Meet Forcerank, the FanDuel for stocks (WSJ)
The set-up is similar to FanDuel and DraftKings, which let people bet real money with fantasy sports line-ups. Estimize’s new app, called Forcerank, allows players to rank a group of stocks in the order of how they expect them to perform.

But the real reason for the app is far more interesting: the data. Leigh Drogen, chief executive of Estimize, said in an interview with Moneybeat that the idea for Forcerank was inspired by a profitable hedge-fund data program that was shut down by the New York Attorney General several years ago.

Online lender SoFi to run its own hedge fund (MarketWatch)
The unusual move by SoFi is an attempt to get around waning investor interest that is threatening online lenders’ growth. The sector lacks the deposits needed to fund its loans like traditional banks, so it relies on being able to sell the loans to investors to free up capital to make new ones.

Bloomberg’s Matt Levine has his own interpretation on SoFi’s move:
SoFi’s name is “Social Finance,” not, like, “Captive Hedge Fund Securitization Finance.” Lending Club is a “club.” You can witness ontogeny recapitulating phylogeny. A social club for regular people to lend money to other regular people becomes a securitization platform with its own in-house hedge fund while you watch. The whole history of modern finance recurs, sped up, right before your eyes. It is kind of beautiful.
Turns out, SoFi is looking at various ways to ensure capital formation and that is has enough dry powder in the future to keep funding loans. Bloomberg reported that the firm was also sketching out plans to start a real estate investment trust that would buy the mortgages the startup lender makes.

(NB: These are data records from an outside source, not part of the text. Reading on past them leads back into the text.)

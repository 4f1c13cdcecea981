//! JSON-RPC 2.0 wire types.

use serde::{Deserialize, Serialize};
use serde_json::Value;

/// JSON-RPC request ID: a number, a string or null.
#[derive(Debug, Clone, PartialEq, Serialize, Deserialize)]
#[serde(untagged)]
pub enum RpcId {
    Number(u64),
    String(String),
    Null,
}

impl std::fmt::Display for RpcId {
    fn fmt(&self, f: &mut std::fmt::Formatter<'_>) -> std::fmt::Result {
        match self {
            Self::Number(n) => write!(f, "{n}"),
            Self::String(s) => write!(f, "{s}"),
            Self::Null => write!(f, "null"),
        }
    }
}

/// A JSON-RPC 2.0 request.
#[derive(Debug, Clone, Serialize, Deserialize)]
pub struct JsonRpcRequest {
    pub jsonrpc: String,
    pub method: String,
    pub params: Vec<Value>,
    pub id: RpcId,
}

impl JsonRpcRequest {
    pub fn new(id: u64, method: impl Into<String>, params: Vec<Value>) -> Self {
        Self {
            jsonrpc: "2.0".into(),
            method: method.into(),
            params,
            id: RpcId::Number(id),
        }
    }
}

/// A JSON-RPC 2.0 error object.
#[derive(Debug, Clone, Serialize, Deserialize)]
pub struct JsonRpcError {
    pub code: i64,
    pub message: String,
    #[serde(skip_serializing_if = "Option::is_none")]
    pub data: Option<Value>,
}

impl std::fmt::Display for JsonRpcError {
    fn fmt(&self, f: &mut std::fmt::Formatter<'_>) -> std::fmt::Result {
        write!(f, "JSON-RPC error {}: {}", self.code, self.message)
    }
}

/// A JSON-RPC 2.0 response.
#[derive(Debug, Clone, Serialize, Deserialize)]
pub struct JsonRpcResponse {
    pub jsonrpc: String,
    pub id: RpcId,
    #[serde(skip_serializing_if = "Option::is_none")]
    pub result: Option<Value>,
    #[serde(skip_serializing_if = "Option::is_none")]
    pub error: Option<JsonRpcError>,
}

impl JsonRpcResponse {
    /// A successful response carrying `result`.
    pub fn ok(id: RpcId, result: Value) -> Self {
        Self {
            jsonrpc: "2.0".into(),
            id,
            result: Some(result),
            error: None,
        }
    }

    /// Unwrap the result value or return an error.
    pub fn into_result(self) -> Result<Value, JsonRpcError> {
        if let Some(err) = self.error {
            Err(err)
        } else {
            Ok(self.result.unwrap_or(Value::Null))
        }
    }
}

Roofstock is a marketplace for investing in leased single-family homes (Crowdfund Insider)
Just launched this week, Roofstock claims the title of the first marketplace for investing in single-family rental homes. Roofstock matches buyers with sellers in a completely digital transaction. Roofstock states it offers a proprietary inventory of leased, certified, professionally managed homes that generate immediate cash flow.